Disciple Ji nodded. They’d slowed to a near stop just twenty paces from the stone in all its oblong, pockmarked glory.
“The most well-accepted story of the Middle Continent is as follows - the first dynasty we know of is the Fu. This was an improbable discovery - cave paintings left by the Moonlight Immortal in the catacombs at Jiangxi. This is rarely disputed amongst people who don’t immediately follow with some alternative theory about how civilization actually originated in their own hometown.”
She found it hard not to return his grin.
“Then, there’s a period of time that’s commonly called the Silent Dynasties - no one’s sure how long it lasted. The common folk believe that the Xi Emperor Who Broke the Chains founded the Eight Linked Cities.”
Hong paused, trying to put to words that sense of skepticism that most cultivators had about this narrative of the world.
“Even the shortest consideration of this claim invites doubt. The architecture in each of the cities is unique. You’ll find none of the carefully chiseled white stone from Tianbei Valley even fifty li to the west. Likewise, you won’t find a single building in Tianbei cut from that dark mountain-glass favored by our closest neighbors in Bei’an. The idea that the cities were raised in the same generation is preposterous.”
They considered the stone from an arm’s length. Disciple Ji’s eyes followed the uneven surfaces of the Linking Stone. His eyes ran across every crater and crack, searching for its secrets.
“These Linking Stones were, by all accounts of the era, placed here to commemorate our triumph over that era of silence. It’s really a shame that no one remembers why such a triumph was necessary or what it even looked like.”
“I find it a little strange,” said Disciple Ji, after they’d stood in contemplation of the Stone for a few moments. “Cultivators live for a very long time and are quite good at hiding things.

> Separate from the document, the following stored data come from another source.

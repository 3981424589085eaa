use anyhow::{bail, Context, Result};
use axum::serve;
use seedhub::clients::client::TorrentClient;
use seedhub::clients::factory::create_client_with;
use seedhub::core::config::Config;
use seedhub::core::poller::run_poller;
use seedhub::core::routes::build_router;
use seedhub::core::state::AppState;
use seedhub::core::tracing_init::init_tracing;
use seedhub::models::server::unique_by_name;
use seedhub::stores::kv_store::FileStore;
use seedhub::vault::service::Vault;
use seedhub::vault::session::MemorySessionStore;
use std::env;
use std::path::PathBuf;
use std::sync::Arc;
use tokio::net::TcpListener;
use tokio::signal;
use tokio::sync::watch;
use tower::ServiceBuilder;
use tower_http::trace::{DefaultMakeSpan, DefaultOnResponse, TraceLayer};
use tracing::{error, info, warn, Level};

fn main() -> Result<()> {
    let args: Vec<String> = env::args().collect();

    let config_path = if args.len() > 1 {
        PathBuf::from(&args[1])
    } else {
        PathBuf::from("seedhub.toml")
    };

    // Load and validate configuration
    let config = Config::from_file(&config_path).context(format!(
        "Failed to load configuration from '{}'. \
        If this is your first run, copy config.example.toml to seedhub.toml and adjust the values.",
        config_path.display()
    ))?;

    init_tracing(&config.logging);

    let runtime = tokio::runtime::Builder::new_multi_thread()
        .worker_threads(config.server.num_threads)
        .enable_all()
        .build()
        .context("Failed to build Tokio runtime")?;

    runtime.block_on(async_main(config, config_path))
}

async fn async_main(config: Config, config_path: PathBuf) -> Result<()> {
    info!(
        config_path = %config_path.display(),
        bind = %config.server.bind,
        port = config.server.port,
        num_threads = config.server.num_threads,
        log_level = %config.logging.level,
        log_format = %config.logging.format,
        "seedhub starting"
    );

    let vault = open_vault(&config).await?;

    let servers = vault
        .get_servers()
        .await
        .context("Failed to read servers from vault")?;
    let (servers, dropped) = unique_by_name(servers);
    for name in &dropped {
        warn!(server = %name, "Skipping vault entry with a duplicate server name");
    }

    let settings = config.poll.transport_settings();
    let mut clients: Vec<Arc<dyn TorrentClient>> = Vec::new();
    for server in servers.into_iter().filter(|s| s.visible) {
        let name = server.name.clone();
        match create_client_with(server, &settings) {
            Ok(client) => {
                info!(server = %name, kind = %client.kind(), url = %client.server().url, "Client ready");
                clients.push(Arc::from(client));
            }
            Err(e) => {
                warn!(server = %name, error = %e, "Skipping server with invalid configuration");
            }
        }
    }

    if clients.is_empty() {
        warn!("No usable servers in the vault, the API will report nothing");
    }

    let state = AppState::new(config.clone(), clients);

    let (shutdown_tx, shutdown_rx) = watch::channel(false);
    let poller = tokio::spawn(run_poller(state.clone(), config.poll.interval(), shutdown_rx));

    let app = build_router(state.clone()).layer(
        ServiceBuilder::new().layer(
            TraceLayer::new_for_http()
                .make_span_with(DefaultMakeSpan::new().level(Level::DEBUG))
                .on_response(DefaultOnResponse::new().level(Level::DEBUG)),
        ),
    );

    let addr = format!("{}:{}", config.server.bind, config.server.port);
    let listener = TcpListener::bind(&addr)
        .await
        .context(format!("Failed to bind TCP listener to {}", addr))?;

    info!(address = %addr, servers = state.clients.len(), "seedhub startup complete");

    if let Err(e) = serve(listener, app).with_graceful_shutdown(shutdown_signal()).await {
        error!(error = %e, "HTTP server error");
    }

    info!("Shutting down gracefully");

    let _ = shutdown_tx.send(true);
    if let Err(e) = poller.await {
        error!(error = %e, "Poller task failed");
    }

    for client in state.clients.iter() {
        if let Err(e) = client.logout().await {
            warn!(server = %client.server().name, error = %e, "Logout failed");
        }
    }

    vault.lock().await.context("Failed to lock vault")?;

    Ok(())
}

/// Open the vault file and unlock it, creating or migrating it on first run
async fn open_vault(config: &Config) -> Result<Vault> {
    let passphrase = match env::var(&config.vault.passphrase_env) {
        Ok(value) if !value.is_empty() => value,
        _ => bail!(
            "Vault passphrase not set. Export it in the {} environment variable.",
            config.vault.passphrase_env
        ),
    };

    let store = FileStore::open(config.vault.path.clone())
        .await
        .context(format!("Failed to open vault store: {}", config.vault.path.display()))?;

    let vault = Vault::with_iterations(
        Arc::new(store),
        Arc::new(MemorySessionStore::new()),
        config.vault.kdf_iterations,
    );

    if vault.is_initialized().await? {
        vault
            .unlock(&passphrase)
            .await
            .context("Failed to unlock vault")?;
        if !config.servers.is_empty() {
            warn!(
                config_servers = config.servers.len(),
                "Vault already exists; [[servers]] in the config are ignored and their passwords should be removed from the file"
            );
        }
    } else if !vault.migrate_legacy(&passphrase).await? {
        vault
            .initialize(&passphrase, &config.servers)
            .await
            .context("Failed to initialize vault")?;
    }

    info!(path = %config.vault.path.display(), "Vault ready");

    Ok(vault)
}

/// Wait for shutdown signal (Ctrl+C or SIGTERM)
async fn shutdown_signal() {
    let ctrl_c = async {
        signal::ctrl_c()
            .await
            .expect("Failed to install Ctrl+C handler");
    };

    #[cfg(unix)]
    let terminate = async {
        signal::unix::signal(signal::unix::SignalKind::terminate())
            .expect("Failed to install SIGTERM handler")
            .recv()
            .await;
    };

    #[cfg(not(unix))]
    let terminate = std::future::pending::<()>();

    tokio::select! {
        _ = ctrl_c => {
            info!("Received Ctrl+C signal");
        },
        _ = terminate => {
            info!("Received SIGTERM signal");
        },
    }

    info!("Shutdown signal received, starting graceful shutdown");
}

Some of them even become immortals and leave the realm entirely. Don’t immortals come back to visit sometimes?”
“Once in a while,” said Hong. “But immortals have their own trials and tribulations, by all accounts. There are advancements to cultivation beyond the Heavenly Tribulation - we make a distinction between Immortals and Celestial Venerates, don’t we? Surely something more than just time differentiates them.”
She paused. “There are three greater tribulations between the successful formation of a core and immortal ascension, the final being the Heavenly Tribulation - a test of the Principle you’ve carved out for yourself and whether it’s a fundamental truth of the world or just an empty delusion.”
Disciple Ji was frowning heavily, but he didn’t interrupt her.
“The core is known as the lower dantian - it’s somewhere in your body that you can point to. The Principle you seek is referred to as the middle dantian. Now, if there’s a lower and a middle, that seems to imply something, doesn’t it?”
Ji understood her point immediately. “Cultivation gets harder and the rates of survival get lower as you move further along the road. There’s really no reason to believe that it won’t continue to be that way.” He gave her a searching look. “What was your Ignition like?”
“Painful.”
There was a short silence. Ji folded his arms. “That’s it?”
Hong rolled her eyes. “What did you expect? Opening a meridian creates a problem with your qi that you’ve never had to deal with before - a lesser tribulation, some more deadly than others. Each of your twelve primary meridians comes with a different tribulation. It just so happens that when you’re trying to survive this shock to your cultivation, the Heavens above pay you your first visit. I’m sure you’ve seen lightning hit a tree during a storm. What do you think it feels like?”
Back in her day, disciples were more sensible.